▸ **TASK REQUIREMENTS**:
When you reach the line that contains "fn from(id: String)" in the data below, start reproducing lines exactly, and stop after the line that contains "pub fn new(value: T, fetched_at: DateTime<Utc>)".

▸ **DATA RECORDS**:
======

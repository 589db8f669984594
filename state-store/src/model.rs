//! Persisted data model: registrations, subscriptions and the state document.

use std::collections::BTreeMap;

use chrono::{DateTime, Utc};
use serde::{Deserialize, Serialize};

/// Service name for subscriptions delivered through the DOM push API.
pub const SERVICE_WEBPUSH: &str = "webpush";

/// Service data key holding the owning profile name.
pub const PROFILE_NAME_KEY: &str = "profileName";

/// Service data key holding the owning profile directory.
pub const PROFILE_PATH_KEY: &str = "profilePath";

/// Opaque, caller-supplied service data. Round-tripped verbatim.
pub type ServiceData = serde_json::Map<String, serde_json::Value>;

// ============================================================================
// Identifiers
// ============================================================================

/// Unique identifier for a channel subscription (the provider's `chid`).
#[derive(Debug, Clone, Hash, Eq, PartialEq, Ord, PartialOrd, Serialize, Deserialize)]
#[serde(transparent)]
pub struct ChannelId(pub String);

impl ChannelId {
    /// Create a channel ID from a string.
    pub fn new(id: impl Into<String>) -> Self {
        Self(id.into())
    }

    /// Get the channel ID as a string slice.
    pub fn as_str(&self) -> &str {
        &self.0
    }
}

impl From<String> for ChannelId {
    fn from(id: String) -> Self {
        Self(id)
    }
}

impl From<&str> for ChannelId {
    fn from(id: &str) -> Self {
        Self(id.to_string())
    }
}

impl std::fmt::Display for ChannelId {
    fn fmt(&self, f: &mut std::fmt::Formatter<'_>) -> std::fmt::Result {
        write!(f, "{}", self.0)
    }
}

/// A value together with the time it was obtained.
#[derive(Debug, Clone, PartialEq, Serialize, Deserialize)]
#[serde(rename_all = "camelCase")]
pub struct Fetched<T> {
    pub value: T,
    pub fetched_at: DateTime<Utc>,
}

impl<T> Fetched<T> {
    pub fn new(value: T, fetched_at: DateTime<Utc>) -> Self {
        Self { value, fetched_at }
    }
}

/// Credentials the broker issued for a registered user agent.
#[derive(Debug, Clone, PartialEq, Eq)]
pub struct UserAgent {
    pub uaid: String,
    pub secret: String,
}

/// The host profile a service instance runs under.
///
/// Subscriptions created for the `webpush` service record this context in
/// their service data so inbound messages can be matched against the
/// profile that is running when they arrive.
#[derive(Debug, Clone, PartialEq, Eq, Serialize, Deserialize)]
pub struct ProfileContext {
    pub name: String,
    pub path: String,
}

impl ProfileContext {
    pub fn new(name: impl Into<String>, path: impl Into<String>) -> Self {
        Self {
            name: name.into(),
            path: path.into(),
        }
    }

    /// Build the `webpush` service data for this profile.
    pub fn service_data(&self) -> ServiceData {
        let mut data = ServiceData::new();
        data.insert(PROFILE_NAME_KEY.to_string(), self.name.clone().into());
        data.insert(PROFILE_PATH_KEY.to_string(), self.path.clone().into());
        data
    }

    /// Read a profile context back out of service data.
    ///
    /// Returns `None` when either key is missing or not a string.
    pub fn from_service_data(data: &ServiceData) -> Option<Self> {
        let name = data.get(PROFILE_NAME_KEY)?.as_str()?;
        let path = data.get(PROFILE_PATH_KEY)?.as_str()?;
        Some(Self::new(name, path))
    }
}

// ============================================================================
// Subscription
// ============================================================================

/// A single channel subscription.
#[derive(Debug, Clone, PartialEq, Serialize, Deserialize)]
#[serde(rename_all = "camelCase")]
pub struct Subscription {
    pub channel_id: ChannelId,
    /// Owning registration, by profile name
    pub profile_name: String,
    pub service: String,
    #[serde(default)]
    pub service_data: ServiceData,
    /// Endpoint the broker issued for this channel
    pub endpoint: String,
    pub created_at: DateTime<Utc>,
}

// ============================================================================
// Registration
// ============================================================================

/// Per-profile registration with a push broker.
#[derive(Debug, Clone, PartialEq, Serialize, Deserialize)]
#[serde(rename_all = "camelCase")]
pub struct Registration {
    pub profile_name: String,
    /// Broker endpoint the user agent registers against
    pub endpoint: String,
    pub debug: bool,
    /// Cached device token from the token provider
    #[serde(default)]
    pub token: Option<Fetched<String>>,
    /// User agent ID issued by the broker
    #[serde(default)]
    pub uaid: Option<Fetched<String>>,
    #[serde(default)]
    pub secret: Option<String>,
    pub modified_at: DateTime<Utc>,
    #[serde(default)]
    pub subscriptions: BTreeMap<ChannelId, Subscription>,
}

impl Registration {
    /// Create an unregistered registration for a freshly configured profile.
    pub fn new(
        profile_name: impl Into<String>,
        endpoint: impl Into<String>,
        debug: bool,
        now: DateTime<Utc>,
    ) -> Self {
        Self {
            profile_name: profile_name.into(),
            endpoint: endpoint.into(),
            debug,
            token: None,
            uaid: None,
            secret: None,
            modified_at: now,
            subscriptions: BTreeMap::new(),
        }
    }

    /// The broker credentials, if the user agent has been registered.
    pub fn user_agent(&self) -> Option<UserAgent> {
        let uaid = self.uaid.as_ref()?;
        let secret = self.secret.as_ref()?;
        Some(UserAgent {
            uaid: uaid.value.clone(),
            secret: secret.clone(),
        })
    }

    /// Record broker credentials obtained at `now`.
    pub fn set_user_agent(&mut self, user_agent: UserAgent, now: DateTime<Utc>) {
        self.uaid = Some(Fetched::new(user_agent.uaid, now));
        self.secret = Some(user_agent.secret);
        self.modified_at = now;
    }

    /// Forget the broker credentials and every subscription bound to them.
    pub fn clear_user_agent(&mut self) {
        self.uaid = None;
        self.secret = None;
        self.subscriptions.clear();
    }

    pub fn subscription(&self, channel_id: &ChannelId) -> Option<&Subscription> {
        self.subscriptions.get(channel_id)
    }
}

// ============================================================================
// PushState - the persisted document
// ============================================================================

/// The durable document: every registration keyed by profile name.
#[derive(Debug, Clone, PartialEq, Serialize, Deserialize)]
pub struct PushState {
    pub version: u32,
    #[serde(default)]
    pub registrations: BTreeMap<String, Registration>,
}

impl PushState {
    /// Document version written by this crate
    pub const CURRENT_VERSION: u32 = 1;

    pub fn new() -> Self {
        Self {
            version: Self::CURRENT_VERSION,
            registrations: BTreeMap::new(),
        }
    }

    pub fn registration(&self, profile_name: &str) -> Option<&Registration> {
        self.registrations.get(profile_name)
    }

    pub fn registration_mut(&mut self, profile_name: &str) -> Option<&mut Registration> {
        self.registrations.get_mut(profile_name)
    }

    /// Find the registration owning a channel.
    pub fn registration_for_channel(&self, channel_id: &ChannelId) -> Option<&Registration> {
        self.registrations
            .values()
            .find(|registration| registration.subscriptions.contains_key(channel_id))
    }

    /// Find a subscription by channel across all registrations.
    pub fn subscription(&self, channel_id: &ChannelId) -> Option<&Subscription> {
        self.registration_for_channel(channel_id)?
            .subscription(channel_id)
    }

    pub fn contains_channel(&self, channel_id: &ChannelId) -> bool {
        self.registration_for_channel(channel_id).is_some()
    }

    /// Total number of subscriptions across all profiles
    pub fn subscription_count(&self) -> usize {
        self.registrations
            .values()
            .map(|registration| registration.subscriptions.len())
            .sum()
    }
}

impl Default for PushState {
    fn default() -> Self {
        Self::new()
    }
}

#[cfg(test)]
mod tests {
    use super::*;
    use chrono::TimeZone;

    fn now() -> DateTime<Utc> {
        Utc.with_ymd_and_hms(2024, 3, 1, 12, 0, 0).unwrap()
    }

    fn subscription(profile: &str, chid: &str) -> Subscription {
        Subscription {
            channel_id: ChannelId::new(chid),
            profile_name: profile.to_string(),
            service: SERVICE_WEBPUSH.to_string(),
            service_data: ProfileContext::new(profile, "/profiles/a").service_data(),
            endpoint: format!("https://push.example/{}", chid),
            created_at: now(),
        }
    }

    #[test]
    fn test_profile_context_service_data() {
        let context = ProfileContext::new("default", "/data/profiles/default");
        let data = context.service_data();

        assert_eq!(data.len(), 2);
        assert_eq!(data[PROFILE_NAME_KEY], "default");
        assert_eq!(ProfileContext::from_service_data(&data), Some(context));
    }

    #[test]
    fn test_profile_context_rejects_partial_data() {
        let mut data = ServiceData::new();
        data.insert(PROFILE_NAME_KEY.to_string(), "default".into());
        assert!(ProfileContext::from_service_data(&data).is_none());

        data.insert(PROFILE_PATH_KEY.to_string(), 42.into());
        assert!(ProfileContext::from_service_data(&data).is_none());
    }

    #[test]
    fn test_user_agent_requires_uaid_and_secret() {
        let mut registration = Registration::new("a", "https://push.example/", false, now());
        assert!(registration.user_agent().is_none());

        registration.uaid = Some(Fetched::new("uaid".to_string(), now()));
        assert!(registration.user_agent().is_none());

        registration.secret = Some("secret".to_string());
        assert_eq!(
            registration.user_agent(),
            Some(UserAgent {
                uaid: "uaid".to_string(),
                secret: "secret".to_string(),
            })
        );
    }

    #[test]
    fn test_clear_user_agent_drops_subscriptions() {
        let mut registration = Registration::new("a", "https://push.example/", false, now());
        registration.set_user_agent(
            UserAgent {
                uaid: "uaid".to_string(),
                secret: "secret".to_string(),
            },
            now(),
        );
        let sub = subscription("a", "chid-1");
        registration.subscriptions.insert(sub.channel_id.clone(), sub);

        registration.clear_user_agent();

        assert!(registration.user_agent().is_none());
        assert!(registration.subscriptions.is_empty());
    }

    #[test]
    fn test_push_state_channel_lookup() {
        let mut state = PushState::new();
        let mut a = Registration::new("a", "https://push.example/", false, now());
        let sub = subscription("a", "chid-1");
        a.subscriptions.insert(sub.channel_id.clone(), sub);
        state.registrations.insert("a".to_string(), a);
        state.registrations.insert(
            "b".to_string(),
            Registration::new("b", "https://push.example/", true, now()),
        );

        let chid = ChannelId::new("chid-1");
        assert_eq!(state.registration_for_channel(&chid).unwrap().profile_name, "a");
        assert_eq!(state.subscription(&chid).unwrap().profile_name, "a");
        assert!(!state.contains_channel(&ChannelId::new("missing")));
        assert_eq!(state.subscription_count(), 1);
    }

    #[test]
    fn test_push_state_json_layout() {
        let mut state = PushState::new();
        let mut a = Registration::new("a", "https://push.example/", false, now());
        let sub = subscription("a", "chid-1");
        a.subscriptions.insert(sub.channel_id.clone(), sub);
        state.registrations.insert("a".to_string(), a);

        let json = serde_json::to_value(&state).unwrap();
        assert_eq!(json["version"], 1);
        let sub = &json["registrations"]["a"]["subscriptions"]["chid-1"];
        assert_eq!(sub["channelId"], "chid-1");
        assert_eq!(sub["serviceData"][PROFILE_PATH_KEY], "/profiles/a");

        let decoded: PushState = serde_json::from_value(json).unwrap();
        assert_eq!(decoded, state);
    }
}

======

▸ **RESPONSE**:
    fn from(id: String) -> Self {
        Self(id)
    }
}

impl From<&str> for ChannelId {
    fn from(id: &str) -> Self {
        Self(id.to_string())
    }
}

impl std::fmt::Display for ChannelId {
    fn fmt(&self, f: &mut std::fmt::Formatter<'_>) -> std::fmt::Result {
        write!(f, "{}", self.0)
    }
}

/// A value together with the time it was obtained.
#[derive(Debug, Clone, PartialEq, Serialize, Deserialize)]
#[serde(rename_all = "camelCase")]
pub struct Fetched<T> {
    pub value: T,
    pub fetched_at: DateTime<Utc>,
}

impl<T> Fetched<T> {
    pub fn new(value: T, fetched_at: DateTime<Utc>) -> Self {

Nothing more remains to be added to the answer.